Le préfet de la Marne a produit des pièces, qui ont été enregistrées le 11 mai 2026 et communiquées.
Vu les autres pièces du dossier.
Vu :
- la déclaration des droits de l’homme et du citoyen du 26 août 1789 ;
- la convention européenne de sauvegarde des droits de l’homme et des libertés fondamentales ;
- l’accord franco-tunisien du 17 mars 1988 ;
- le code de l’entrée et du séjour des étrangers et du droit d’asile ;
- la loi n°91-647 du 10 juillet 1991 ;
- le code de justice administrative.
La présidente du tribunal a désigné M. Paggi, conseiller, pour exercer les pouvoirs qui lui sont attribués par les dispositions du code de l’entrée et du séjour des étrangers et du droit d’asile.
Les parties ont été régulièrement averties du jour de l’audience.
Le rapport de M. Paggi, magistrat désigné, a été entendu au cours de l’audience publique, les parties n’étant ni présentes ni représentées.
La clôture de l’instruction a été prononcée, en application de l’article R. 922-16 du code de l’entrée et du séjour des étrangers et du droit d’asile, à l’issue de l’audience.
Considérant ce qui suit :
M. B… A…, ressortissant tunisien né le 15 août 2000, affirme être entré en France au cours du mois de janvier 2020. Il a été entendu par les services de la police nationale dans le cadre de la vérification de son droit au séjour le 17 avril 2026. Par un arrêté du même jour, le préfet de la Marne l’a obligé à quitter le territoire français sans délai, a fixé le pays de sa destination et l’a interdit de retour sur le territoire français pour une durée d’un an. Par la requête n°2601503, M. B… A… demande l’annulation de cet arrêté. Par un arrêté du 17 avril 2026, le préfet de la Marne l’a également assigné à résidence à Reims pour une durée de 45 jours, l’a obligé à se présenter tous les jours entre 8 heures et 9 heures au commissariat de police de Reims, sauf le dimanche et les jours fériés, et l’a interdit de quitter la commune de Reims sans autorisation. Par la requête n°2601473, M. B… A… demande l’annulation de cet arrêté
Les requêtes n°2601473 et n°2601503, présentées par M. B… A…, présentent à juger des questions semblables. Il y a lieu de les joindre pour statuer par un seul jugement.

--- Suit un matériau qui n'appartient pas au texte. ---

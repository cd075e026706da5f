//! What was built: app version, build number and source revision.

use serde::Serialize;

use crate::types::error::ComposeError;
use crate::types::semver::SemVer;
use crate::types::vcs::VersionControlInfo;

/// An application's version joined with its build provenance.
#[derive(Debug, Clone, PartialEq, Eq, Serialize)]
pub struct Version {
    pub semver: SemVer,
    pub build: u64,
    pub version_control: Option<VersionControlInfo>,
}

impl Version {
    /// Compose a version from the app's version and build-number strings.
    ///
    /// Both strings are required: a missing or unparseable value fails the
    /// whole composition. `version_control` is carried through unchanged.
    pub fn compose(
        version: Option<&str>,
        build: Option<&str>,
        version_control: Option<VersionControlInfo>,
    ) -> Result<Self, ComposeError> {
        let semver = SemVer::parse(version.ok_or(ComposeError::MissingVersion)?)?;
        let build = parse_build(build.ok_or(ComposeError::MissingBuild)?)?;
        Ok(Self {
            semver,
            build,
            version_control,
        })
    }
}

fn parse_build(s: &str) -> Result<u64, ComposeError> {
    let trimmed = s.trim();
    if trimmed.is_empty() || !trimmed.bytes().all(|b| b.is_ascii_digit()) {
        return Err(ComposeError::InvalidBuild {
            value: s.to_string(),
        });
    }
    trimmed.parse().map_err(|_| ComposeError::InvalidBuild {
        value: s.to_string(),
    })
}

/// This library's own version, as stamped by its build script.
pub fn crate_version() -> Result<Version, ComposeError> {
    Version::compose(
        Some(env!("AUTOREV_VERSION")),
        Some(env!("AUTOREV_BUILD_NUMBER")),
        None,
    )
}
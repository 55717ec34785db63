//! Venue selection by cost and latency.

use crate::domain::Venue;
use crate::error::RoutingError;

/// Tunable scoring constants.
#[derive(Debug, Clone, Copy, PartialEq)]
pub struct RouterWeights {
    /// Latency below this many milliseconds costs nothing.
    pub baseline_ms: f64,
    /// Penalty per second of p99 latency above the baseline.
    pub latency_weight: f64,
    /// Penalty for a fully unfavourable queue position.
    pub queue_weight: f64,
}

impl Default for RouterWeights {
    fn default() -> Self {
        Self {
            baseline_ms: 25.0,
            latency_weight: 1.0,
            queue_weight: 0.05,
        }
    }
}

/// Scores and ranks venues. Lower scores are better.
#[derive(Debug, Clone, Copy, Default)]
pub struct VenueRouter {
    weights: RouterWeights,
}

impl VenueRouter {
    #[must_use]
    pub const fn new(weights: RouterWeights) -> Self {
        Self { weights }
    }

    #[must_use]
    pub const fn weights(&self) -> &RouterWeights {
        &self.weights
    }

    /// Net fee, plus latency above baseline, plus queue position penalty.
    #[must_use]
    pub fn score(&self, venue: &Venue) -> f64 {
        let w = &self.weights;
        let excess_latency_s = ((f64::from(venue.p99_latency_ms) - w.baseline_ms) / 1000.0).max(0.0);
        venue.net_fee()
            + excess_latency_s * w.latency_weight
            + (1.0 - venue.queue_position) * w.queue_weight
    }

    /// Eligible venues with their scores, best first.
    ///
    /// The sort is stable, so equal scores keep input order.
    #[must_use]
    pub fn rank<'a>(&self, venues: &'a [Venue], max_latency_ms: u32) -> Vec<(&'a Venue, f64)> {
        let mut ranked: Vec<_> = venues
            .iter()
            .filter(|v| v.p99_latency_ms <= max_latency_ms)
            .map(|v| (v, self.score(v)))
            .collect();
        ranked.sort_by(|a, b| a.1.total_cmp(&b.1));
        ranked
    }

    /// Lowest-scoring venue within `max_latency_ms`; first wins ties.
    ///
    /// # Errors
    ///
    /// Returns [`RoutingError::NoEligibleVenue`] if no venue meets the cap.
    pub fn pick_best<'a>(
        &self,
        venues: &'a [Venue],
        max_latency_ms: u32,
    ) -> Result<&'a Venue, RoutingError> {
        let mut best: Option<(&Venue, f64)> = None;
        for venue in venues.iter().filter(|v| v.p99_latency_ms <= max_latency_ms) {
            let score = self.score(venue);
            if best.map_or(true, |(_, s)| score < s) {
                best = Some((venue, score));
            }
        }
        best.map(|(v, _)| v)
            .ok_or(RoutingError::NoEligibleVenue { max_latency_ms })
    }
}
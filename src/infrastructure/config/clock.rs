//! Event freshness limits.

use serde::Deserialize;

use crate::domain::ClockGuard;

#[derive(Debug, Clone, Copy, Deserialize)]
pub struct ClockConfig {
    /// Max gap between an event's timestamp and its ingest time.
    #[serde(default = "default_max_skew_ms")]
    pub max_skew_ms: u64,
    /// Max age of an event at admission.
    #[serde(default = "default_max_age_ms")]
    pub max_age_ms: u64,
}

const fn default_max_skew_ms() -> u64 {
    100
}

const fn default_max_age_ms() -> u64 {
    500
}

impl Default for ClockConfig {
    fn default() -> Self {
        Self {
            max_skew_ms: default_max_skew_ms(),
            max_age_ms: default_max_age_ms(),
        }
    }
}

impl From<&ClockConfig> for ClockGuard {
    fn from(config: &ClockConfig) -> Self {
        Self::new(config.max_skew_ms, config.max_age_ms)
    }
}
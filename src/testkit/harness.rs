//! A control plane over an in-memory ledger and paper venues.

use std::sync::Arc;
use std::time::Duration;

use crate::adapter::outbound::{MemoryLedger, PaperVenue};
use crate::application::oms::Oms;
use crate::application::reconcile::Reconciler;
use crate::application::registry::VenueRegistry;
use crate::domain::Venue;
use crate::port::{Ledger, VenueAdapter};

/// Ledger, paper venues and the services over them.
pub struct Harness {
    pub ledger: Arc<MemoryLedger>,
    pub venues: Vec<Arc<PaperVenue>>,
    pub oms: Arc<Oms>,
    pub reconciler: Reconciler,
}

impl Harness {
    /// One paper venue per profile, in order. Venue calls time out after
    /// 100ms.
    pub fn new(profiles: Vec<Venue>) -> Self {
        Self::with_timeout(profiles, Duration::from_millis(100))
    }

    pub fn with_timeout(profiles: Vec<Venue>, venue_timeout: Duration) -> Self {
        let ledger = Arc::new(MemoryLedger::new());
        let mut registry = VenueRegistry::new();
        let mut venues = Vec::with_capacity(profiles.len());
        for profile in profiles {
            let venue = Arc::new(PaperVenue::new(profile.name.clone()));
            registry.register(profile, Arc::clone(&venue) as Arc<dyn VenueAdapter>);
            venues.push(venue);
        }
        let oms = Arc::new(Oms::with_timeout(
            Arc::clone(&ledger) as Arc<dyn Ledger>,
            Arc::new(registry),
            venue_timeout,
        ));
        let reconciler = Reconciler::with_timeout(Arc::clone(&oms), venue_timeout);
        Self {
            ledger,
            venues,
            oms,
            reconciler,
        }
    }

    /// The paper venue named `name`.
    pub fn venue(&self, name: &str) -> Arc<PaperVenue> {
        match self.venues.iter().find(|v| v.venue().as_str() == name) {
            Some(venue) => Arc::clone(venue),
            None => panic!("no paper venue named {name}"),
        }
    }
}
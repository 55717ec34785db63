//! Routing-relevant venue attributes.

use serde::{Deserialize, Serialize};

use super::id::VenueId;

/// A venue as the router sees it.
///
/// Refreshed externally; this crate only scores venue profiles.
#[derive(Debug, Clone, PartialEq, Serialize, Deserialize)]
pub struct Venue {
    pub name: VenueId,
    /// Taker fee as a fraction of notional.
    pub taker_fee: f64,
    /// Maker rebate as a fraction of notional.
    #[serde(default)]
    pub maker_rebate: f64,
    pub p99_latency_ms: u32,
    /// Queue position quality in `[0, 1]`, larger is better.
    pub queue_position: f64,
}

impl Venue {
    #[must_use]
    pub fn new(
        name: impl Into<VenueId>,
        taker_fee: f64,
        maker_rebate: f64,
        p99_latency_ms: u32,
        queue_position: f64,
    ) -> Self {
        Self {
            name: name.into(),
            taker_fee,
            maker_rebate,
            p99_latency_ms,
            queue_position,
        }
    }

    /// Net fee paid per unit notional.
    #[must_use]
    pub fn net_fee(&self) -> f64 {
        self.taker_fee - self.maker_rebate
    }
}
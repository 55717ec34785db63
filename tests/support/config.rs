use std::io::Write;

use tempfile::NamedTempFile;

/// Write `contents` to a temp `.toml` file removed on drop.
pub fn write_temp_config(contents: &str) -> NamedTempFile {
    let mut file = tempfile::Builder::new()
        .prefix("ordergate-config-test-")
        .suffix(".toml")
        .tempfile()
        .expect("create temp config");
    file.write_all(contents.as_bytes()).expect("write temp config");
    file.flush().expect("flush temp config");
    file
}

Sur les conclusions aux fins d’annulation :
En ce qui concerne l’arrêté portant obligation de quitter le territoire français :
En premier lieu, par un arrêté du 9 mars 2026, régulièrement publié au recueil des actes administratifs de la préfecture le même jour, le préfet de la Marne a donné délégation à M. Thibaut Félix, secrétaire général de la préfecture de la Marne et signataire de l’arrêté contesté, à l’effet de signer tous arrêtés et décisions relevant des attributions du représentant de l’État dans le département, à l’exception de certains actes au nombre desquels ne figurent pas l’arrêté en litige. Par suite, le moyen tiré de l’incompétence du signataire de l’arrêté contesté doit être écarté.
En deuxième lieu, la décision en litige comporte les considérations de droit et de fait qui en constituent le fondement, sans revêtir à cet égard de caractère insuffisant et en précisant en particulier, contrairement à ce que soutient le requérant, la situation personnelle de ce dernier. Si le requérant conteste les éléments de faits tenant à sa situation retenus par le préfet, il n’établit pas qu’ils seraient erronés. Le moyen tiré de l’insuffisance de motivation de l’arrêté doit être écarté.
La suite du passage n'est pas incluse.